= ACTIVITY =
Your answer should hold all lines of the entries that include the word "ConnectionConfig".

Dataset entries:
********

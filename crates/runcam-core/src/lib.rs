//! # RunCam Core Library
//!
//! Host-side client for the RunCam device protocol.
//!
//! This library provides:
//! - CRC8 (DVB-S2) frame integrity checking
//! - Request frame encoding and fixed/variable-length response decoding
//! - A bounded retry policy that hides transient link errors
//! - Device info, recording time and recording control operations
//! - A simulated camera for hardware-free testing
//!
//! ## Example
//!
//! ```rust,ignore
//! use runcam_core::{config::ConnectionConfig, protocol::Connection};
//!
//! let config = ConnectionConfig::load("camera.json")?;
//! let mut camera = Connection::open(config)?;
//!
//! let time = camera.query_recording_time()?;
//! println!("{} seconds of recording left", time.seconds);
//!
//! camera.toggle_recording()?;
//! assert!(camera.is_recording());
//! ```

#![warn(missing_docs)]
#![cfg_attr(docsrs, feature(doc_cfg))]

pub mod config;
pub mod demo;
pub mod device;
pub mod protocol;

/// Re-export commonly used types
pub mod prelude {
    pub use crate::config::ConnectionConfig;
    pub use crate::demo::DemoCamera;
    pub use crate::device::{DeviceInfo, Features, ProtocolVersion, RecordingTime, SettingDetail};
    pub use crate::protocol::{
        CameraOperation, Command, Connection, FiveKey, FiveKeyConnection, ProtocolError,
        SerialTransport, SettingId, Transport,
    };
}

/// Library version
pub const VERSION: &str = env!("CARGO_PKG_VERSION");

********

= YOUR RESPONSE =
//! use runcam_core::{config::ConnectionConfig, protocol::Connection};
//! let config = ConnectionConfig::load("camera.json")?;
    pub use crate::config::ConnectionConfig;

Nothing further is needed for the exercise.